El hombre le observó durante un largo rato y después confesó:

—No es fácil matar a un hombre que nunca te ha hecho daño.

—Dios os agradecerá vuestra compasión hacia una de sus inocentes criaturas. Yo no he hecho nada malo…

—Oh, lo sé. Es el caso de la mayoría de los que acaban en esta antesala del infierno.

—Os ruego que digáis a quien os ha enviado…

—No le conozco. Es un intermediario.

—Que ese intermediario transmita mi último mensaje, os lo suplico. Que le diga a esa persona que huya lo más rápido y lo más lejos posible. Que le diga que la amaré por siempre, más allá de la muerte. Es el último deseo de este que va a morir.

—Lo haré. Palabra. Bueno… Abre bien la boca.

Temblando de esperanza, Jehan se sacrificó. Los gruesos dedos del hombre se adentraron, tirando de la lengua hacia arriba. Una última mirada. Empujó la lengua hacia la garganta de Jehan, hundiéndola en la abertura de la tráquea y mantuvo la mano dentro de la boca.

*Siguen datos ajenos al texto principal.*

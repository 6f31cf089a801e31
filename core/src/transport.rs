//! Executing `HttpRequest` values against the network.
//!
//! `Transport` is the seam between the orchestrator and real I/O. Tests
//! substitute scripted transports; production uses `UreqTransport`.

use std::time::Duration;

use crate::error::TransportError;
use crate::http::{HttpRequest, HttpResponse};

/// Performs one blocking round-trip. Implementations must be safe to share
/// between concurrent orchestration runs.
pub trait Transport: Send + Sync {
    fn execute(&self, request: &HttpRequest, timeout: Duration)
        -> Result<HttpResponse, TransportError>;
}

/// Blocking transport backed by a shared `ureq::Agent`.
///
/// The agent is configured with `http_status_as_error(false)` so 4xx/5xx
/// replies come back as data and the client decides what they mean.
#[derive(Debug, Clone)]
pub struct UreqTransport {
    agent: ureq::Agent,
}

impl UreqTransport {
    pub fn new() -> Self {
        let agent = ureq::Agent::config_builder()
            .http_status_as_error(false)
            .build()
            .new_agent();
        Self { agent }
    }
}

impl Default for UreqTransport {
    fn default() -> Self {
        Self::new()
    }
}

impl Transport for UreqTransport {
    fn execute(
        &self,
        request: &HttpRequest,
        timeout: Duration,
    ) -> Result<HttpResponse, TransportError> {
        // The workflow service is only ever posted to.
        let mut builder = self.agent.post(&request.url);
        for (key, value) in &request.headers {
            builder = builder.header(key.as_str(), value.as_str());
        }
        let builder = builder.config().timeout_global(Some(timeout)).build();
        let sent = match &request.body {
            Some(body) => builder.send(body.as_bytes()),
            None => builder.send_empty(),
        };

        let mut response = sent.map_err(|e| match e {
            ureq::Error::Timeout(_) => TransportError::Timeout(timeout),
            other => TransportError::Connect(other.to_string()),
        })?;

        let status = response.status().as_u16();
        let headers = response
            .headers()
            .iter()
            .map(|(name, value)| {
                (
                    name.as_str().to_string(),
                    value.to_str().unwrap_or_default().to_string(),
                )
            })
            .collect();
        let body = response
            .body_mut()
            .read_to_vec()
            .map_err(|e| TransportError::Read(e.to_string()))?;

        Ok(HttpResponse {
            status,
            headers,
            body,
        })
    }
}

El médico se esforzó por no forcejear como acto reflejo y por mantenerse inerte. Le hubiera gustado dar las gracias al hombre una vez más, pero ya no podía emitir ningún sonido. Aquel hombre desconocido acababa de cometer el mejor acto de toda su existencia. El asesinato. Sintió cómo su cerebro, todo su ser, luchaba contra la asfixia y le ordenó que cesara. Obligó a sus mandíbulas a no intentar cerrarse sobre la mano providencial. Un velo negro, dulce, apacible, invadió poco a poco su mente. Por fin desapareció todo el sufrimiento. Y murió. Una bella sonrisa le acompañaba. La de Héluise.

Cuando el pobre cuerpo martirizado se desplomó, el guardia retiró su puño y se limpió la saliva en las bragas[75]. Retrocedió unos pasos, se santiguó y concluyó alzando los hombros:

—Descansa en paz, amigo. Te lo mereces.